DIRECTIONS: Collect every line below that contains the word "shape".
'''
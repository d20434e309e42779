// src/csv_utils/mod.rs
use anyhow::{bail, Context, Result};
use csv::ReaderBuilder;
use once_cell::sync::Lazy;
use regex::Regex;
use std::path::Path;
use std::sync::Arc;

static WHITESPACE: Lazy<Regex> = Lazy::new(|| Regex::new(r"\s").expect("whitespace regex"));

/// A fixed-shape record derived from a CSV header row: an ordered set of named
/// string fields, one instance per data row. Values are kept as strings; no
/// coercion or validation happens here.
#[derive(Debug, Clone, PartialEq, Eq)]
pub struct Record {
    fields: Arc<Vec<String>>,
    values: Vec<String>,
}

impl Record {
    fn new(fields: Arc<Vec<String>>, row: Vec<String>) -> Result<Self> {
        if row.len() != fields.len() {
            bail!(
                "row has {} fields but header has {}",
                row.len(),
                fields.len()
            );
        }
        let values = row.into_iter().map(|v| v.trim().to_string()).collect();
        Ok(Record { fields, values })
    }

    /// Field names, in header order.
    pub fn fields(&self) -> &[String] {
        &self.fields
    }

    /// Field values, in header order.
    pub fn values(&self) -> &[String] {
        &self.values
    }

    /// Look a value up by field name.
    pub fn get(&self, field: &str) -> Option<&str> {
        let idx = self.fields.iter().position(|f| f == field)?;
        Some(&self.values[idx])
    }

    /// `(name, value)` pairs in header order.
    pub fn iter(&self) -> impl Iterator<Item = (&str, &str)> {
        self.fields
            .iter()
            .zip(&self.values)
            .map(|(f, v)| (f.as_str(), v.as_str()))
    }
}

/// Lazy, forward-only iterator that derives field names from the first row and
/// yields one [`Record`] per remaining row.
///
/// Header cells have *all* whitespace removed (`"First Name"` → `FirstName`);
/// data values are trimmed of surrounding whitespace only. Rows are never
/// cached, so a second pass needs a fresh stream. A data row whose field count
/// differs from the header yields an error for that row.
pub struct Rows<I> {
    inner: I,
    fields: Option<Arc<Vec<String>>>,
}

impl<I> Rows<I>
where
    I: Iterator<Item = Result<Vec<String>>>,
{
    pub fn new(inner: I) -> Self {
        Rows {
            inner,
            fields: None,
        }
    }
}

/// Build [`Rows`] from an infallible stream of pre-split rows, e.g. rows
/// already held in memory.
pub fn rows_from_iter<I>(rows: I) -> Rows<impl Iterator<Item = Result<Vec<String>>>>
where
    I: IntoIterator<Item = Vec<String>>,
{
    Rows::new(rows.into_iter().map(Ok))
}

impl<I> Iterator for Rows<I>
where
    I: Iterator<Item = Result<Vec<String>>>,
{
    type Item = Result<Record>;

    fn next(&mut self) -> Option<Self::Item> {
        if self.fields.is_none() {
            let header = match self.inner.next()? {
                Ok(h) => h,
                Err(e) => return Some(Err(e)),
            };
            let names: Vec<String> = header
                .iter()
                .map(|h| WHITESPACE.replace_all(h, "").into_owned())
                .collect();
            self.fields = Some(Arc::new(names));
        }
        let fields = Arc::clone(self.fields.as_ref().expect("header set above"));
        match self.inner.next()? {
            Ok(row) => Some(Record::new(fields, row)),
            Err(e) => Some(Err(e)),
        }
    }
}

/// Open `path` with a CSV reader and yield [`Record`]s, i.e.:
///
/// ```no_run
/// # use junkdrawer::csv_utils::read_csv_rows;
/// for row in read_csv_rows("data.csv")? {
///     println!("{:?}", row?);
/// }
/// # anyhow::Ok(())
/// ```
///
/// The CSV reader owns dialect and quoting; this only layers the header-derived
/// record shape on top.
pub fn read_csv_rows<P: AsRef<Path>>(
    path: P,
) -> Result<Rows<impl Iterator<Item = Result<Vec<String>>>>> {
    let path = path.as_ref();
    let rdr = ReaderBuilder::new()
        .has_headers(false)
        .flexible(true)
        .from_path(path)
        .with_context(|| format!("failed to open CSV file {}", path.display()))?;
    let rows = rdr.into_records().map(|rec| {
        rec.map(|r| r.iter().map(str::to_string).collect::<Vec<String>>())
            .map_err(anyhow::Error::from)
    });
    Ok(Rows::new(rows))
}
'''
RESULT OF THIS TASK:
/// A fixed-shape record derived from a CSV header row: an ordered set of named
/// record shape on top.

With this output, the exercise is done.